┌────────

use crate::lease::LeaseType;
use std::fmt;
use thiserror::Error;

/// Wire error code carried in every reply header.
///
/// Values are Linux errno numbers so they survive a trip through the
/// collaborator layers unchanged. `MOUNT_OUT_OF_SYNC` lives above the errno
/// range and is private to this protocol.
#[derive(Debug, Clone, Copy, PartialEq, Eq, Hash, Default)]
pub struct ErrorCode(i32);

impl ErrorCode {
    pub const OK: Self = Self(0);
    pub const NOT_PERMITTED: Self = Self(1);
    pub const NOT_FOUND: Self = Self(2);
    pub const INTERRUPTED: Self = Self(4);
    pub const IO: Self = Self(5);
    pub const TRY_AGAIN: Self = Self(11);
    pub const NO_MEMORY: Self = Self(12);
    /// A non-blocking record lock conflicts with another holder.
    pub const ACCESS: Self = Self(13);
    pub const BUSY: Self = Self(16);
    pub const EXISTS: Self = Self(17);
    /// Server role is not active on the target node yet.
    pub const NOT_MOUNTED: Self = Self(18);
    pub const NOT_DIRECTORY: Self = Self(20);
    pub const INVALID: Self = Self(22);
    pub const NO_SPACE: Self = Self(28);
    pub const BROKEN_PIPE: Self = Self(32);
    pub const NOT_EMPTY: Self = Self(39);
    /// Stale filesystem identity or generation.
    pub const STALE: Self = Self(53);
    pub const TIMEOUT: Self = Self(62);
    pub const CONNECTION_RESET: Self = Self(104);
    pub const NOT_CONNECTED: Self = Self(107);
    pub const QUOTA_EXCEEDED: Self = Self(122);
    pub const CANCELED: Self = Self(125);
    /// The server does not know this client; it must re-introduce itself.
    pub const MOUNT_OUT_OF_SYNC: Self = Self(1001);

    #[inline]
    #[must_use]
    pub const fn from_raw(raw: i32) -> Self {
        Self(raw)
    }

    #[inline]
    #[must_use]
    pub const fn as_raw(self) -> i32 {
        self.0
    }

    #[inline]
    #[must_use]
    pub const fn is_ok(self) -> bool {
        self.0 == 0
    }

    /// Transport-down errors: the peer is unreachable rather than refusing.
    #[inline]
    #[must_use]
    pub const fn is_connection_loss(self) -> bool {
        matches!(self.0, 32 | 104 | 107)
    }

    #[must_use]
    pub const fn class(self) -> ErrorClass {
        match self.0 {
            0 => ErrorClass::None,
            5 | 11 | 18 | 32 | 62 | 104 | 107 => ErrorClass::TransientTransport,
            53 | 1001 => ErrorClass::ProtocolDesync,
            28 | 122 => ErrorClass::ResourceExhaustion,
            12 => ErrorClass::FatalLocal,
            _ => ErrorClass::Application,
        }
    }

    const fn name(self) -> Option<&'static str> {
        Some(match self.0 {
            0 => "OK",
            1 => "EPERM",
            2 => "ENOENT",
            4 => "EINTR",
            5 => "EIO",
            11 => "EAGAIN",
            12 => "ENOMEM",
            13 => "EACCES",
            16 => "EBUSY",
            17 => "EEXIST",
            18 => "EXDEV",
            20 => "ENOTDIR",
            22 => "EINVAL",
            28 => "ENOSPC",
            32 => "EPIPE",
            39 => "ENOTEMPTY",
            53 => "EBADR",
            62 => "ETIME",
            104 => "ECONNRESET",
            107 => "ENOTCONN",
            122 => "EDQUOT",
            125 => "ECANCELED",
            1001 => "MOUNT_OUT_OF_SYNC",
            _ => return None,
        })
    }
}

impl fmt::Display for ErrorCode {
    fn fmt(&self, f: &mut fmt::Formatter<'_>) -> fmt::Result {
        match self.name() {
            Some(name) => write!(f, "{name}"),
            None => write!(f, "errno {}", self.0),
        }
    }
}

/// Coarse classification that decides who absorbs an error.
#[derive(Debug, Clone, Copy, PartialEq, Eq)]
pub enum ErrorClass {
    None,
    /// Retried by the transport until a bounded timeout.
    TransientTransport,
    /// Logged and the single message dropped; the peer recovers by resync.
    ProtocolDesync,
    /// Surfaced to the caller; any doomed lease reservation is removed.
    ResourceExhaustion,
    /// Returned to the immediate caller.
    Application,
    FatalLocal,
}

#[derive(Error, Debug)]
pub enum ShareError {
    #[error("I/O error: {0}")]
    Io(#[from] std::io::Error),

    #[error("Invalid magic {0:#010x}")]
    InvalidMagic(u32),

    #[error("CRC mismatch: expected {expected:#x}, got {actual:#x}")]
    CrcMismatch { expected: u32, actual: u32 },

    #[error("Protocol error: {0}")]
    Protocol(String),

    #[error("Configuration error: {0}")]
    Config(String),

    #[error("Remote error: {0}")]
    Remote(ErrorCode),

    #[error("Timed out waiting for {0}")]
    Timeout(&'static str),

    #[error("Interrupted")]
    Interrupted,

    #[error("Stale {ltype} generation: attempted {attempted}, current {current}")]
    StaleGeneration {
        ltype: LeaseType,
        attempted: u32,
        current: u32,
    },

    #[error("Not found: {0}")]
    NotFound(String),

    #[error("Internal error: {0}")]
    Internal(String),
}

impl ShareError {
    /// Error code to place on the wire when this error answers a request.
    #[must_use]
    pub fn code(&self) -> ErrorCode {
        match self {
            Self::Io(_) | Self::Internal(_) => ErrorCode::IO,
            Self::InvalidMagic(_) | Self::CrcMismatch { .. } | Self::Protocol(_) => {
                ErrorCode::INVALID
            },
            Self::Config(_) => ErrorCode::INVALID,
            Self::Remote(code) => *code,
            Self::Timeout(_) => ErrorCode::TIMEOUT,
            Self::Interrupted => ErrorCode::INTERRUPTED,
            Self::StaleGeneration { .. } => ErrorCode::STALE,
            Self::NotFound(_) => ErrorCode::NOT_FOUND,
        }
    }

    #[must_use]
    pub fn class(&self) -> ErrorClass {
        self.code().class()
    }
}

impl From<ErrorCode> for ShareError {
    fn from(code: ErrorCode) -> Self {
        Self::Remote(code)
    }
}

pub type Result<T> = std::result::Result<T, ShareError>;

#[cfg(test)]
mod tests {
    use super::*;

    #[test]
    fn test_error_code_classes() {
        assert_eq!(ErrorCode::OK.class(), ErrorClass::None);
        assert_eq!(
            ErrorCode::CONNECTION_RESET.class(),
            ErrorClass::TransientTransport
        );
        assert_eq!(
            ErrorCode::MOUNT_OUT_OF_SYNC.class(),
            ErrorClass::ProtocolDesync
        );
        assert_eq!(
            ErrorCode::QUOTA_EXCEEDED.class(),
            ErrorClass::ResourceExhaustion
        );
        assert_eq!(ErrorCode::EXISTS.class(), ErrorClass::Application);
    }

    #[test]
    fn test_connection_loss() {
        assert!(ErrorCode::NOT_CONNECTED.is_connection_loss());
        assert!(ErrorCode::BROKEN_PIPE.is_connection_loss());
        assert!(!ErrorCode::TIMEOUT.is_connection_loss());
    }

    #[test]
    fn test_error_code_display() {
        assert_eq!(ErrorCode::NOT_MOUNTED.to_string(), "EXDEV");
        assert_eq!(ErrorCode::from_raw(9999).to_string(), "errno 9999");
    }

    #[test]
    fn test_share_error_code() {
        let err = ShareError::Timeout("reply");
        assert_eq!(err.code(), ErrorCode::TIMEOUT);
        let err: ShareError = ErrorCode::NO_SPACE.into();
        assert_eq!(err.class(), ErrorClass::ResourceExhaustion);
    }
}
use crate::lease::FileId;

/// Point-in-time view of an inode as supplied by the allocator layer.
#[derive(Debug, Clone, Copy, PartialEq, Eq, Default)]
pub struct InodeSnapshot {
    pub ino: FileId,
    pub generation: u32,
    pub mode: u32,
    pub nlink: u32,
    pub size: u64,
    /// Bytes of backing store allocated, including pre-allocation.
    pub allocated: u64,
    pub mtime: i64,
}

impl InodeSnapshot {
    #[must_use]
    pub fn new(ino: FileId) -> Self {
        Self {
            ino,
            nlink: 1,
            ..Self::default()
        }
    }
}

/// Filesystem-wide counters returned by `Block.statfs`.
#[derive(Debug, Clone, Copy, PartialEq, Eq, Default)]
pub struct FsStats {
    pub block_size: u32,
    pub total_blocks: u64,
    pub free_blocks: u64,
    pub files: u64,
}
#![deny(clippy::unwrap_used)]
#![deny(clippy::expect_used)]
#![warn(clippy::pedantic)]
#![allow(clippy::module_name_repetitions)]
#![allow(clippy::cast_possible_truncation)]

mod checksum;
mod error;
mod flags;
mod inode;
mod lease;
mod policy;
mod seqno;
mod wait;

pub use checksum::payload_crc;
pub use error::{ErrorClass, ErrorCode, Result, ShareError};
pub use flags::{ActionFlags, MountFlags, MountStatus, OpenIntent, TruncateKind};
pub use inode::{FsStats, InodeSnapshot};
pub use lease::{FileId, Generation, GenerationSet, LeaseMask, LeaseType};
pub use policy::LeasePolicy;
pub use seqno::Seqno;
pub use wait::WaitMode;

/// Byte-order tag at the start of every message header.
pub const SFS_MAGIC: u32 = 0x0102_0304;
/// Number of distinct lease types; one mask bit each.
pub const MAX_LEASE_TYPES: usize = 10;
/// Server ordinal meaning "no server known".
pub const NO_SERVER: u32 = 0;

/// Cluster-wide ordinal identifying a client node.
pub type ClientOrd = u32;
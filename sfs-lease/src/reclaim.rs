//! Expiry timers, one per leased file.

use crate::manager::LeaseManager;
use sfs_core::FileId;
use std::collections::HashMap;
use std::sync::{Mutex, MutexGuard, PoisonError, Weak};
use tokio::task::JoinHandle;
use tokio::time::{Instant, sleep_until};

struct Scheduled {
    at: Instant,
    task: JoinHandle<()>,
}

#[derive(Default)]
pub(crate) struct Reclaimer {
    tasks: Mutex<HashMap<FileId, Scheduled>>,
}

impl Reclaimer {
    fn tasks(&self) -> MutexGuard<'_, HashMap<FileId, Scheduled>> {
        self.tasks.lock().unwrap_or_else(PoisonError::into_inner)
    }

    /// Run reclamation for `ino` at `at`, replacing any earlier schedule.
    pub(crate) fn schedule(&self, ino: FileId, at: Instant, manager: Weak<LeaseManager>) {
        let mut tasks = self.tasks();
        if let Some(existing) = tasks.get(&ino) {
            if existing.at == at && !existing.task.is_finished() {
                return;
            }
        }
        let task = tokio::spawn(async move {
            sleep_until(at).await;
            if let Some(manager) = manager.upgrade() {
                manager.reclaimer().finished(ino, at);
                manager.reclaim_expired(ino).await;
            }
        });
        if let Some(old) = tasks.insert(ino, Scheduled { at, task }) {
            old.task.abort();
        }
    }

    pub(crate) fn cancel(&self, ino: FileId) {
        if let Some(old) = self.tasks().remove(&ino) {
            old.task.abort();
        }
    }

    /// Forget the entry of a task that has started running.
    fn finished(&self, ino: FileId, at: Instant) {
        let mut tasks = self.tasks();
        if tasks.get(&ino).is_some_and(|s| s.at == at) {
            tasks.remove(&ino);
        }
    }

    pub(crate) fn scheduled_at(&self, ino: FileId) -> Option<Instant> {
        self.tasks().get(&ino).map(|s| s.at)
    }
}

impl Drop for Reclaimer {
    fn drop(&mut self) {
        for (_, s) in self.tasks().drain() {
            s.task.abort();
        }
    }
}
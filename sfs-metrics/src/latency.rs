//! Lock-free latency histograms.

use std::sync::atomic::{AtomicU64, Ordering};
use std::time::{Duration, Instant};

const BUCKETS: usize = 13;

/// Bucket upper bounds in microseconds: 100µs up to 60s, then overflow.
const BUCKET_BOUNDS_US: [u64; BUCKETS - 1] = [
    100,
    1_000,
    5_000,
    10_000,
    50_000,
    100_000,
    500_000,
    1_000_000,
    5_000_000,
    10_000_000,
    30_000_000,
    60_000_000,
];

pub struct LatencyHistogram {
    buckets: [AtomicU64; BUCKETS],
    count: AtomicU64,
    sum_us: AtomicU64,
    max_us: AtomicU64,
}

impl LatencyHistogram {
    pub const fn new() -> Self {
        Self {
            buckets: [const { AtomicU64::new(0) }; BUCKETS],
            count: AtomicU64::new(0),
            sum_us: AtomicU64::new(0),
            max_us: AtomicU64::new(0),
        }
    }

    #[inline]
    pub fn record(&self, duration: Duration) {
        let us = u64::try_from(duration.as_micros()).unwrap_or(u64::MAX);
        let idx = BUCKET_BOUNDS_US
            .iter()
            .position(|&bound| us <= bound)
            .unwrap_or(BUCKETS - 1);
        self.buckets[idx].fetch_add(1, Ordering::Relaxed);
        self.count.fetch_add(1, Ordering::Relaxed);
        self.sum_us.fetch_add(us, Ordering::Relaxed);
        self.max_us.fetch_max(us, Ordering::Relaxed);
    }

    #[must_use]
    pub fn snapshot(&self) -> LatencySnapshot {
        let mut buckets = [0u64; BUCKETS];
        for (slot, bucket) in buckets.iter_mut().zip(&self.buckets) {
            *slot = bucket.load(Ordering::Relaxed);
        }
        LatencySnapshot {
            count: self.count.load(Ordering::Relaxed),
            sum_us: self.sum_us.load(Ordering::Relaxed),
            max_us: self.max_us.load(Ordering::Relaxed),
            buckets,
        }
    }
}

impl Default for LatencyHistogram {
    fn default() -> Self {
        Self::new()
    }
}

#[derive(Debug, Clone)]
pub struct LatencySnapshot {
    pub count: u64,
    pub sum_us: u64,
    pub max_us: u64,
    pub buckets: [u64; BUCKETS],
}

impl LatencySnapshot {
    #[must_use]
    #[allow(clippy::cast_precision_loss)]
    pub fn avg_us(&self) -> f64 {
        if self.count == 0 {
            0.0
        } else {
            self.sum_us as f64 / self.count as f64
        }
    }

    /// Approximate percentile in microseconds (bucket upper bound).
    #[must_use]
    pub fn percentile(&self, p: u64) -> u64 {
        if self.count == 0 || p > 100 {
            return 0;
        }
        let target = (self.count * p).div_ceil(100).max(1);
        let mut cumulative = 0u64;
        for (i, &n) in self.buckets.iter().enumerate() {
            cumulative += n;
            if cumulative >= target {
                return BUCKET_BOUNDS_US.get(i).copied().unwrap_or(self.max_us);
            }
        }
        self.max_us
    }
}

/// Records the elapsed time into its histogram when dropped.
pub struct LatencyTimer<'a> {
    histogram: &'a LatencyHistogram,
    start: Instant,
}

impl<'a> LatencyTimer<'a> {
    pub fn new(histogram: &'a LatencyHistogram) -> Self {
        Self {
            histogram,
            start: Instant::now(),
        }
    }
}

impl Drop for LatencyTimer<'_> {
    fn drop(&mut self) {
        self.histogram.record(self.start.elapsed());
    }
}

/// Client request round trip, send to reply.
pub static LATENCY_REQUEST: LatencyHistogram = LatencyHistogram::new();
/// Time a lease request spent waiting on conflicting holders.
pub static LATENCY_LEASE_WAIT: LatencyHistogram = LatencyHistogram::new();
#![deny(clippy::unwrap_used)]
#![deny(clippy::expect_used)]
#![allow(clippy::module_name_repetitions)]

mod conflict;
mod frlock;
mod manager;
mod reclaim;
mod record;
mod store;
mod table;

pub use conflict::{ConflictInput, Decision, evaluate};
pub use frlock::{FrlockOutcome, RecordLocks};
pub use manager::{LeaseConfig, LeaseManager, LeaseOutcome};
pub use record::{LeaseRecord, LeaseState};
pub use store::{
    ArchiveEvent, ArchiveHook, InodePin, InodeStore, LeaseEvents, MemoryInodeStore, NoArchive,
};
pub use table::LeaseTable;
#![deny(clippy::unwrap_used)]
#![deny(clippy::expect_used)]
#![allow(clippy::module_name_repetitions)]

mod codec;
mod connection;
mod frame;
mod message;
mod protocol;

pub use codec::{ByteOrder, WireReader, WireWriter};
pub use connection::ConnectionBuffer;
pub use frame::{encode_message, parse_message};
pub use message::{
    BlockReply, BlockRequest, Callout, InodeRequest, LeaseArgs, LeaseReply, LeaseRequest,
    LockKind, Message, MountReply, MountRequest, NameReply, NameRequest, Notify, Payload,
    RecordLock, Reply, Request, SetAttr,
};
pub use protocol::{
    BlockOp, CalloutOp, Command, InodeOp, LeaseOp, MessageHeader, MountOp, NameOp, NotifyOp,
};

pub const HEADER_SIZE: usize = MessageHeader::SIZE;
/// Largest payload accepted from a peer.
pub const MAX_PAYLOAD_SIZE: usize = 1024 * 1024;
/// Largest block buffer one reply carries, leaving room for reply framing.
pub const MAX_BUFFER_LEN: usize = MAX_PAYLOAD_SIZE - 64;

└────────

### PROBLEM STATEMENT
Using the listing above, copy exactly the line that contains "use crate::manager::LeaseManager;", the line that contains "self.tasks().get(&ino).map(|s| s.at)", and each line that falls between them.

### RESPONSE TO THE EXERCISE
use crate::manager::LeaseManager;
use sfs_core::FileId;
use std::collections::HashMap;
use std::sync::{Mutex, MutexGuard, PoisonError, Weak};
use tokio::task::JoinHandle;
use tokio::time::{Instant, sleep_until};

struct Scheduled {
    at: Instant,
    task: JoinHandle<()>,
}

#[derive(Default)]
pub(crate) struct Reclaimer {
    tasks: Mutex<HashMap<FileId, Scheduled>>,
}

impl Reclaimer {
    fn tasks(&self) -> MutexGuard<'_, HashMap<FileId, Scheduled>> {
        self.tasks.lock().unwrap_or_else(PoisonError::into_inner)
    }

    /// Run reclamation for `ino` at `at`, replacing any earlier schedule.
    pub(crate) fn schedule(&self, ino: FileId, at: Instant, manager: Weak<LeaseManager>) {
        let mut tasks = self.tasks();
        if let Some(existing) = tasks.get(&ino) {
            if existing.at == at && !existing.task.is_finished() {
                return;
            }
        }
        let task = tokio::spawn(async move {
            sleep_until(at).await;
            if let Some(manager) = manager.upgrade() {
                manager.reclaimer().finished(ino, at);
                manager.reclaim_expired(ino).await;
            }
        });
        if let Some(old) = tasks.insert(ino, Scheduled { at, task }) {
            old.task.abort();
        }
    }

    pub(crate) fn cancel(&self, ino: FileId) {
        if let Some(old) = self.tasks().remove(&ino) {
            old.task.abort();
        }
    }

    /// Forget the entry of a task that has started running.
    fn finished(&self, ino: FileId, at: Instant) {
        let mut tasks = self.tasks();
        if tasks.get(&ino).is_some_and(|s| s.at == at) {
            tasks.remove(&ino);
        }
    }

    pub(crate) fn scheduled_at(&self, ino: FileId) -> Option<Instant> {
        self.tasks().get(&ino).map(|s| s.at)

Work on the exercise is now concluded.